While the manager foresees 4,000 blank cartridges, more than 90,000 bullets are ultimately necessary. In the book The Wild Bunch: Sam Peckinpah, a Revolution in Hollywood and the Making of a Legendary Film quoted by journalist François Forestier author WK Stratton also recounts the countless nocturnal fights between the stuntmen. It also recounts the incessant clashes between Sam Peckinpah and the Warner Bros.-Seven Arts studio, the abundant use of blood bags, or the resumption of red-stained costumes in order to redo the filming of the final massacre for nearly a week. using six cameras simultaneously.
A suffering filmmaker
Bossy and angry, in constant improvisation, Sam Peckinpah is also a source of inspiration for his team, and in particular for his actors. William Holden is modeled in part on the personality of the director to embody the bandit Pike Bishop.

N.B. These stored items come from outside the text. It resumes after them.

#![allow(clippy::unwrap_used, clippy::expect_used)]

mod common;

use common::{partition_key, setup, write_inventory, INVENTORY_BUCKET};
use lakeimport_core::model::DiffSide;
use lakeimport_core::{ExErrorKind, InventoryGenerator};
use lakeimport_engine::{compute_inventory_diff, ImportConfig};

fn keys(objs: &[lakeimport_core::InventoryObject]) -> Vec<&str> {
    objs.iter().map(|o| o.key.as_str()).collect()
}

#[test]
fn test_report_without_previous_lists_every_object_as_added() {
    let fx = setup();
    let url = write_inventory(&fx.store, "only", &[&[("a", "1")], &[("b", "1")]]);
    let generator = ImportConfig::default().inventory_generator(fx.store.clone());
    let current = generator.generate_inventory(&url).unwrap();

    let report = compute_inventory_diff(None, current.as_ref(), true).unwrap();
    assert!(report.dry_run);
    assert_eq!(keys(&report.added_or_changed), vec!["a", "b"]);
    assert!(report.deleted.is_empty());
    assert!(report.previous_inventory_url.is_none());
}

#[test]
fn test_report_between_two_inventories() {
    let fx = setup();
    let old = write_inventory(&fx.store, "old", &[&[("a", "1"), ("b", "1"), ("c", "1")]]);
    let new = write_inventory(&fx.store, "new", &[&[("b", "1"), ("c", "2"), ("d", "1")]]);
    let generator = ImportConfig::default().inventory_generator(fx.store.clone());
    let previous = generator.generate_inventory(&old).unwrap();
    let current = generator.generate_inventory(&new).unwrap();

    let report = compute_inventory_diff(Some(previous.as_ref()), current.as_ref(), false).unwrap();
    assert_eq!(keys(&report.added_or_changed), vec!["c", "d"]);
    assert_eq!(keys(&report.deleted), vec!["a"]);
    assert_eq!(report.previous_inventory_url.as_deref(), Some(old.as_str()));
    assert!(report.previous_import_date.is_some());

    let stats = report.stats();
    assert_eq!(stats.added_or_changed, 2);
    assert_eq!(stats.deleted, 1);
}

#[test]
fn test_report_fails_when_previous_partition_is_missing() {
    let fx = setup();
    let old = write_inventory(&fx.store, "old", &[&[("a", "1")]]);
    let new = write_inventory(&fx.store, "new", &[&[("a", "1")]]);
    std::fs::remove_file(
        fx.store
            .object_path(INVENTORY_BUCKET, &partition_key("old", 0))
            .unwrap(),
    )
    .unwrap();
    let generator = ImportConfig::default().inventory_generator(fx.store.clone());
    let previous = generator.generate_inventory(&old).unwrap();
    let current = generator.generate_inventory(&new).unwrap();

    let err = compute_inventory_diff(Some(previous.as_ref()), current.as_ref(), false).unwrap_err();
    assert_eq!(err.kind(), ExErrorKind::InventorySourceFailed);
    assert_eq!(err.side(), Some(DiffSide::Left));
    assert_eq!(err.root_cause().kind(), ExErrorKind::NotFound);
}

In the biography If They Move…Kill ‘Em! : The Life and Times of Sam Peckinpah of David Weddle, comedian Jaime Sánchez remembers about the filmmaker:
Sam inspired the actors without speaking harshly; he urged them to lay down their lives for him. (…) There is an intensity that you feel in people like him, like Elia Kazan. They have a fire that you can see in their face when they talk to you, they are almost scary people. Sam was an inspiration to all of us; we all worked like it was the movie of all time.

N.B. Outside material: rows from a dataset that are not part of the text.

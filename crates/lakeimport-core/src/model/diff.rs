//! Diff output types.

use chrono::{DateTime, Utc};
use serde::{Deserialize, Serialize};

use super::InventoryObject;

/// Which input of a diff an item or error came from.
#[derive(Debug, Clone, Copy, PartialEq, Eq, Hash, Serialize, Deserialize)]
#[serde(rename_all = "snake_case")]
pub enum DiffSide {
    /// The previous/base snapshot
    Left,
    /// The current/incoming inventory
    Right,
}

impl DiffSide {
    pub fn as_str(&self) -> &'static str {
        match self {
            DiffSide::Left => "left",
            DiffSide::Right => "right",
        }
    }
}

impl std::fmt::Display for DiffSide {
    fn fmt(&self, f: &mut std::fmt::Formatter<'_>) -> std::fmt::Result {
        f.write_str(self.as_str())
    }
}

/// One output unit of the diff: the winning record and whether it was deleted.
///
/// For additions and modifications `obj` is the incoming record; for
/// deletions it is the previous record.
#[derive(Debug, Clone, PartialEq, Eq, Serialize, Deserialize)]
pub struct DiffObj {
    pub obj: InventoryObject,
    pub is_deleted: bool,
}

impl DiffObj {
    pub fn added_or_changed(obj: InventoryObject) -> Self {
        Self {
            obj,
            is_deleted: false,
        }
    }

    pub fn deleted(obj: InventoryObject) -> Self {
        Self {
            obj,
            is_deleted: true,
        }
    }
}

/// Counters and provenance of one import run.
#[derive(Debug, Clone, Default, PartialEq, Eq, Serialize, Deserialize)]
pub struct ImportStats {
    pub dry_run: bool,
    /// Additions and modifications together
    pub added_or_changed: u64,
    pub deleted: u64,
    /// Inventory the diff was computed against, if any.
    ///
    /// `None` when the branch's catalog contents were the diff base.
    pub previous_inventory_url: Option<String>,
    /// When that previous inventory was imported
    pub previous_import_date: Option<DateTime<Utc>>,
}

impl ImportStats {
    /// Count one diff item
    pub fn record(&mut self, item: &DiffObj) {
        if item.is_deleted {
            self.deleted += 1;
        } else {
            self.added_or_changed += 1;
        }
    }

    pub fn is_empty(&self) -> bool {
        self.added_or_changed == 0 && self.deleted == 0
    }
}

/// Fully materialised diff, for reports on inventories small enough to hold.
#[derive(Debug, Clone, Default, PartialEq, Eq, Serialize, Deserialize)]
pub struct InventoryDiff {
    pub dry_run: bool,
    pub added_or_changed: Vec<InventoryObject>,
    pub deleted: Vec<InventoryObject>,
    pub previous_inventory_url: Option<String>,
    pub previous_import_date: Option<DateTime<Utc>>,
}

impl InventoryDiff {
    pub fn push(&mut self, item: DiffObj) {
        if item.is_deleted {
            self.deleted.push(item.obj);
        } else {
            self.added_or_changed.push(item.obj);
        }
    }

    pub fn stats(&self) -> ImportStats {
        ImportStats {
            dry_run: self.dry_run,
            added_or_changed: self.added_or_changed.len() as u64,
            deleted: self.deleted.len() as u64,
            previous_inventory_url: self.previous_inventory_url.clone(),
            previous_import_date: self.previous_import_date,
        }
    }
}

The director nevertheless suffers martyrdom during the production of The Wild Horde, because of huge hemorrhoid according to the book Sam Peckinpah edited by Capricci in 2015. When producer Phil Feldman sent him a specialist who advised him to take two days off in order to have surgery at the hospital, he replied:
If you can get it off me right here in the kitchen with a kerosene lamp, like we did with my grandfather’s hemorrhoid, and I’m back at work Monday morning, I’ll do it, if not, it’s is out of the question.
The filmmaker, therefore, remains in this state during all of the shots. When filming wraps after more than 80 days, Sam Peckinpah sits down and bursts into tears.